B. The (In)accuracy of eyewitness testimony. Belief in validity of eyewitness testimony, even when testimony seems implausible. Sources of errors are the same as those affecting any memory: Acquisition, Storage, Retrieval
1. Acquisition --Influences by existing attitudes and qualities of the incident.
a. Examples of racial bias - classic studies by Bartlett and Allport & Postman. Reports of picture of interracial confrontation on streetcar.
b. "Levelling" -- Poor lighting, fast movement degrades acquisition
c. "Sharpening" - Weapon-focus effect. Less attention to other details.
d. Cross-race identification bias - relative inability to identify members of races other than your own.2. Storage -- Reconstructive memory.
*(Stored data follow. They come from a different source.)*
//! Garment zone geometry
//!
//! Zones combine fixed vertical bands (top, bottom, shoes) with the
//! horizontal extent of the body column. Each zone carries a sampling
//! rectangle inset vertically so samples do not bleed across garment
//! boundaries. No pixels are read here beyond the optional body detection.

use serde::{Deserialize, Serialize};

use super::body::{BodyColumn, BodyColumnDetector};
use crate::config::{Band, BodyDetectionConfig, ZoneConfig};
use crate::pixel_buffer::{PixelBuffer, Rect};
use crate::GarmentSet;

/// A garment region of the image
#[derive(Debug, Clone, PartialEq, Serialize, Deserialize)]
pub struct Zone {
    pub x: u32,
    pub y: u32,
    pub width: u32,
    pub height: u32,
    pub label: String,
    /// Inset region actually sampled
    pub sampling_rect: Rect,
}

impl Zone {
    /// Full visual extent, used for overlays
    pub fn rect(&self) -> Rect {
        Rect::new(self.x, self.y, self.width, self.height)
    }
}

/// Options for zone detection
#[derive(Debug, Clone, Copy, PartialEq, Eq, Serialize, Deserialize)]
pub struct ZoneOptions {
    /// Narrow the zones to the detected body column
    pub smart_crop: bool,
}

impl Default for ZoneOptions {
    fn default() -> Self {
        Self { smart_crop: true }
    }
}

/// Computes top/bottom/shoes zones for an image
#[derive(Debug, Clone, Default)]
pub struct ZoneDetector {
    config: ZoneConfig,
    body_detector: BodyColumnDetector,
}

impl ZoneDetector {
    /// Create a zone detector with default parameters
    pub fn new() -> Self {
        Self::default()
    }

    /// Create a zone detector with custom layout and body detection parameters
    pub fn with_config(config: ZoneConfig, body: BodyDetectionConfig) -> Self {
        Self {
            config,
            body_detector: BodyColumnDetector::with_config(body),
        }
    }

    /// Zones for the whole buffer
    pub fn detect(&self, buffer: &PixelBuffer, options: ZoneOptions) -> GarmentSet<Zone> {
        let column = if options.smart_crop {
            self.body_detector.detect(buffer)
        } else {
            None
        };
        self.zones_for(buffer.width(), buffer.height(), column)
    }

    /// Zones for an image of the given size and an optional body column
    pub fn zones_for(&self, width: u32, height: u32, column: Option<BodyColumn>) -> GarmentSet<Zone> {
        let column = column.unwrap_or_else(|| self.center_column(width));
        log::debug!(
            "Zone columns x={} width={} for {}x{} image",
            column.x,
            column.width,
            width,
            height
        );

        GarmentSet {
            top: self.zone("top", self.config.top, height, column),
            bottom: self.zone("bottom", self.config.bottom, height, column),
            shoes: self.zone("shoes", self.config.shoes, height, column),
        }
    }

    fn center_column(&self, width: u32) -> BodyColumn {
        let ratio = self.config.center_fallback_ratio.clamp(0.0, 1.0);
        let column_width = (width as f64 * ratio).floor() as u32;
        BodyColumn {
            x: (width - column_width) / 2,
            width: column_width,
        }
    }

    fn zone(&self, label: &str, band: Band, height: u32, column: BodyColumn) -> Zone {
        let y = (height as f64 * band.start).floor() as u32;
        let bottom = (height as f64 * band.end).floor() as u32;
        let zone_height = bottom.saturating_sub(y);
        let inset = (zone_height as f64 * self.config.inset_ratio).floor() as u32;

        Zone {
            x: column.x,
            y,
            width: column.width,
            height: zone_height,
            label: label.to_string(),
            sampling_rect: Rect::new(
                column.x,
                y + inset,
                column.width,
                zone_height.saturating_sub(2 * inset),
            ),
        }
    }
}

#[cfg(test)]
mod tests {
    use super::*;
    use image::{Rgba, RgbaImage};

    #[test]
    fn test_fixed_bands_with_center_fallback() {
        let zones = ZoneDetector::new().zones_for(200, 1000, None);

        assert_eq!(zones.top.rect(), Rect::new(40, 80, 120, 340));
        assert_eq!(zones.top.sampling_rect, Rect::new(40, 114, 120, 272));

        assert_eq!(zones.bottom.rect(), Rect::new(40, 420, 120, 360));
        assert_eq!(zones.bottom.sampling_rect, Rect::new(40, 456, 120, 288));

        assert_eq!(zones.shoes.rect(), Rect::new(40, 780, 120, 190));
        assert_eq!(zones.shoes.sampling_rect, Rect::new(40, 799, 120, 152));
        assert_eq!(zones.shoes.label, "shoes");
    }

    #[test]
    fn test_body_column_sets_horizontal_bounds() {
        let column = BodyColumn { x: 12, width: 30 };
        let zones = ZoneDetector::new().zones_for(100, 100, Some(column));

        for zone in zones.iter() {
            assert_eq!(zone.x, 12);
            assert_eq!(zone.width, 30);
            assert_eq!(zone.sampling_rect.x, 12);
            assert_eq!(zone.sampling_rect.width, 30);
        }
    }

    #[test]
    fn test_sampling_rect_inside_zone() {
        let zones = ZoneDetector::new().zones_for(640, 480, None);
        for zone in zones.iter() {
            let rect = zone.sampling_rect;
            assert!(rect.y >= zone.y);
            assert!(rect.y + rect.height <= zone.y + zone.height);
        }
    }

    #[test]
    fn test_smart_crop_disabled_uses_center() {
        let image = RgbaImage::from_fn(100, 100, |x, _| {
            if x < 30 && (x / 2) % 2 == 0 {
                Rgba([0, 0, 0, 255])
            } else {
                Rgba([255, 255, 255, 255])
            }
        });
        let buffer = PixelBuffer::from_image(&image);
        let detector = ZoneDetector::new();

        let centered = detector.detect(&buffer, ZoneOptions { smart_crop: false });
        assert_eq!(centered.top.x, 20);
        assert_eq!(centered.top.width, 60);

        let smart = detector.detect(&buffer, ZoneOptions::default());
        assert_eq!(smart.top.x, 0);
    }

    #[test]
    fn test_center_fallback_ratio_is_clamped() {
        let config = ZoneConfig {
            center_fallback_ratio: 1.5,
            ..ZoneConfig::default()
        };
        let detector = ZoneDetector::with_config(config, BodyDetectionConfig::default());

        let zones = detector.zones_for(200, 100, None);
        assert_eq!(zones.top.x, 0);
        assert_eq!(zones.top.width, 200);
    }
}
Events are remembered as you think they must have been or should have been, given a few remembered details. Real events in crimes are often too confused, dimly lit, involve strangers, uncommon for accurate recall.
a. Loftus's studies where memory affected by post-event information:
(1) knowing extent of injuries,
(2) damage to cars,
(3) wording of question (smashed = 40.8 mph, hit = 34 mph, contacted = 30.8 mph)b. Leading questions by examiners, especially of young children. Potential for error demonstrated in studies where mistaken information introduced in earlier questions. Many studies by Elizabeth Loftus.
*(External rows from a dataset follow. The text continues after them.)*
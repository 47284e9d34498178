//! Letter grades for outfit scores

use serde::{Deserialize, Serialize};

/// Letter grade with a short description
#[derive(Debug, Clone, PartialEq, Eq, Serialize, Deserialize)]
pub struct Grade {
    pub letter: String,
    pub description: String,
}

/// Lower bound (inclusive), letter, description; highest tier first
const GRADE_TIERS: [(u32, &str, &str); 11] = [
    (95, "S", "Exceptional"),
    (90, "A+", "Outstanding"),
    (85, "A", "Excellent"),
    (80, "A-", "Very good"),
    (75, "B+", "Good"),
    (70, "B", "Solid"),
    (65, "B-", "Decent"),
    (60, "C+", "Fair"),
    (50, "C", "Average"),
    (40, "D", "Needs work"),
    (0, "F", "Rethink the combination"),
];

/// Grade for a 0-100 outfit score
pub fn get_grade(score: u32) -> Grade {
    let (_, letter, description) = GRADE_TIERS
        .iter()
        .copied()
        .find(|(min, _, _)| score >= *min)
        .unwrap_or(GRADE_TIERS[GRADE_TIERS.len() - 1]);

    Grade {
        letter: letter.to_string(),
        description: description.to_string(),
    }
}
(1) Loftus study of asking car speed on country road (past white barn). Later memory for barn: 3% v. 17%. Follow-up study: Saw film, asked if there was a barn, 1 week later, asked again and an increased % reported a barn.
(2) Loftus, Miller, & Burns - Stop sign/Yield sign in accident pictures. Questions included correct/incorrect sign. After 20 minutes, asked to pick correct picture. Correct earlier query: 75% correct. Incorrect earlier query: 41% correct.
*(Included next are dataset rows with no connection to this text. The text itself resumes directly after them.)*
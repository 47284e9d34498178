//! Tuning constants for garment color analysis
//!
//! These values are empirically tuned against real outfit photos. They are
//! the compatibility contract of the analysis and are kept exactly as tuned;
//! `AnalysisConfig::default()` is built from them.

/// Neutral color thresholds (HSL percent units)
pub mod neutral {
    /// Saturation below which any color is neutral
    pub const MAX_SATURATION: f64 = 12.0;

    /// Lightness below which a low-saturation color reads as black
    pub const DARK_LIGHTNESS: f64 = 12.0;

    /// Lightness above which a low-saturation color reads as white
    pub const LIGHT_LIGHTNESS: f64 = 92.0;

    /// Saturation allowed for near-black and near-white neutrals
    pub const EXTREME_MAX_SATURATION: f64 = 20.0;
}

/// Hue families used for temperature analysis (degrees)
pub mod temperature {
    /// Warm hues: [0, WARM_END) and [WARM_WRAP_START, 360)
    pub const WARM_END: f64 = 70.0;
    pub const WARM_WRAP_START: f64 = 300.0;

    /// Cool hues: [COOL_START, COOL_END)
    pub const COOL_START: f64 = 170.0;
    pub const COOL_END: f64 = 300.0;
}

/// Pixel sampling defaults
pub mod sampling {
    /// Sample every Nth pixel in both directions
    pub const STRIDE: u32 = 4;

    /// Pixels with alpha below this are treated as transparent
    pub const MIN_ALPHA: u8 = 128;

    /// Fallback color when a region yields no usable pixels
    pub const NEUTRAL_GRAY: [u8; 3] = [128, 128, 128];
}

/// Vertical garment bands as fractions of image height
pub mod zones {
    pub const TOP: (f64, f64) = (0.08, 0.42);
    pub const BOTTOM: (f64, f64) = (0.42, 0.78);
    pub const SHOES: (f64, f64) = (0.78, 0.97);

    /// Vertical inset on each side of a band, as fraction of band height
    pub const INSET_RATIO: f64 = 0.10;

    /// Centered width used when no body column is detected
    pub const CENTER_FALLBACK_RATIO: f64 = 0.60;
}

/// Body column detection parameters
pub mod body {
    /// Horizontal strip analysed, as fractions of image height
    pub const STRIP_START: f64 = 0.30;
    pub const STRIP_END: f64 = 0.70;

    /// Row subsampling within the strip
    pub const ROW_STRIDE: u32 = 4;

    /// Sliding window width as fraction of image width
    pub const WINDOW_RATIO: f64 = 0.5;

    /// Minimum mean gradient per column inside the best window
    pub const MIN_EDGE_STRENGTH: f64 = 3.0;

    /// Padding added on each side of the window, as fraction of image width
    pub const PADDING_RATIO: f64 = 0.05;

    pub const MIN_STRIP_HEIGHT: u32 = 10;
    pub const MIN_WIDTH: u32 = 20;

    /// ITU-R BT.601 luma weights
    pub const LUMA_WEIGHTS: [f64; 3] = [0.299, 0.587, 0.114];
}

/// Garment color extraction parameters
pub mod extraction {
    /// Fraction trimmed from each end before averaging
    pub const TRIM_RATIO: f64 = 0.10;

    /// Number of dominant colors reported per garment
    pub const DOMINANT_COUNT: usize = 3;

    /// Right shift applied to each channel before bucketing (16 levels)
    pub const QUANTIZATION_SHIFT: u8 = 4;

    /// Pixels compared against the extracted color for consistency
    pub const CONSISTENCY_SAMPLE_CAP: usize = 200;

    /// RGB distance treated as completely inconsistent
    pub const MAX_EXPECTED_DISTANCE: f64 = 150.0;

    /// Sample count regarded as fully sufficient
    pub const FULL_SAMPLE_SIZE: usize = 100;

    /// Skin filter survival rate regarded as fully reliable
    pub const SKIN_SURVIVAL_TARGET: f64 = 0.5;

    /// Confidence weights: skin survival, consistency, sample size
    pub const CONFIDENCE_WEIGHTS: [f64; 3] = [0.4, 0.4, 0.2];
}

/// Pattern detection thresholds
pub mod pattern {
    pub const PRIMARY_MIN_FREQUENCY: f64 = 0.25;
    pub const SECONDARY_MIN_FREQUENCY: f64 = 0.15;
    pub const HUE_THRESHOLD: f64 = 25.0;
    pub const LIGHTNESS_THRESHOLD: f64 = 25.0;
    pub const SATURATION_THRESHOLD: f64 = 30.0;
}

/// Hue-difference thresholds for harmony classification (degrees)
pub mod harmony {
    pub const MONOCHROMATIC_MAX_DIFF: f64 = 25.0;
    pub const ANALOGOUS_MAX_DIFF: f64 = 60.0;
    pub const SPLIT_COMPLEMENTARY_RANGE: (f64, f64) = (130.0, 170.0);
    pub const COMPLEMENTARY_MIN_DIFF: f64 = 150.0;
    pub const TRIADIC_PAIR_RANGE: (f64, f64) = (90.0, 150.0);
    pub const TRIADIC_MAX_SPREAD: f64 = 40.0;
    pub const TRIADIC_MIN_AVG_DIFF: f64 = 90.0;
    pub const CLASH_AVG_DIFF: (f64, f64) = (60.0, 130.0);

    /// Saturation or lightness range that keeps a monochromatic look lively
    pub const MONOCHROMATIC_MIN_RANGE: f64 = 25.0;
    /// Lightness range separating high-contrast achromatic outfits
    pub const ACHROMATIC_CONTRAST_RANGE: f64 = 40.0;
    pub const POP_MIN_SATURATION: f64 = 50.0;
    pub const BOLD_MIN_SATURATION: f64 = 60.0;
    pub const CLASH_MIN_SATURATION: f64 = 45.0;
}

/// Maximum points per outfit score category
pub mod score {
    pub const HARMONY_MAX: u32 = 30;
    pub const CONTRAST_MAX: u32 = 18;
    pub const SATURATION_MAX: u32 = 15;
    pub const TEMPERATURE_MAX: u32 = 12;
    pub const NEUTRAL_MAX: u32 = 10;
    pub const POLISH_MAX: u32 = 15;

    /// Share of the harmony score carried into the outfit score
    pub const HARMONY_WEIGHT: f64 = 0.30;

    /// Lightness contrast bell curve
    pub const CONTRAST_CENTER: f64 = 38.0;
    pub const CONTRAST_SPREAD: f64 = 18.0;

    /// Saturation points split between average and spread
    pub const SATURATION_AVERAGE_POINTS: f64 = 8.0;
    pub const SATURATION_SPREAD_POINTS: f64 = 7.0;

    /// (center, spread) of the saturation bell curves
    pub const SATURATION_AVERAGE_CURVE: (f64, f64) = (40.0, 25.0);
    pub const SATURATION_SPREAD_CURVE: (f64, f64) = (20.0, 15.0);
}

/// Maximum points per outfit confidence factor
pub mod confidence {
    pub const CONTRAST_MAX: f64 = 25.0;
    pub const SATURATION_MAX: f64 = 20.0;
    pub const BALANCE_MAX: f64 = 15.0;
    pub const NEUTRAL_ANCHOR_MAX: f64 = 15.0;
    pub const INTENTIONALITY_MAX: f64 = 15.0;
    pub const DARKNESS_MAX: f64 = 10.0;

    /// (center, spread) of the bell curve behind each continuous factor
    pub const LIGHTNESS_SPREAD_CURVE: (f64, f64) = (22.0, 12.0);
    pub const SATURATION_CURVE: (f64, f64) = (45.0, 25.0);
    pub const DARKNESS_CURVE: (f64, f64) = (40.0, 20.0);
}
(3) Leichtman & Ceci's "Sam Stone" study. Children told about a man who was clumsy and broke things. Later, a man visited the classroom. The next day the children were shown a damaged book and teddy bear. For 10 weeks, children were asked suggestive questions about Sam Stone and the damage. 72% of the children blamed the visitor for the damage, 45% said they saw him do it, some gave elaborated stories.c. Loftus and others: Recovered memories v. false memories.
3. Retrieval
a. Lineup identification studies:
(1) Preference for outside pictures
(2) Preference for anyone you've seen before
3) Preference for distinctive people
(4) Assumption that someone in the lineup is criminal
(5) Bias can be reduced by absolute judgment of individual cases ("showup" process) v. relative judgments of choosing the most likely person from a group ("lineup").b. Courtroom testimony:
(1) Tendency to believe eyewitnesses, studies show inability to discriminate accurate from inaccurate eyewitnesses.
(2) Witness confidence: unrelated to accuracy but positive effect for adult witnesses, negative for child witnesses
(3) Paul Ekman - Studies showing that most people have only a random ability to detect deception in others. Most of us focus on the face, when the voice and body are more revealing.
C. Jury Deliberations
1. Bias in selection of foreman: Higher social class, males, people who speak first, occupy prominent seats at the table.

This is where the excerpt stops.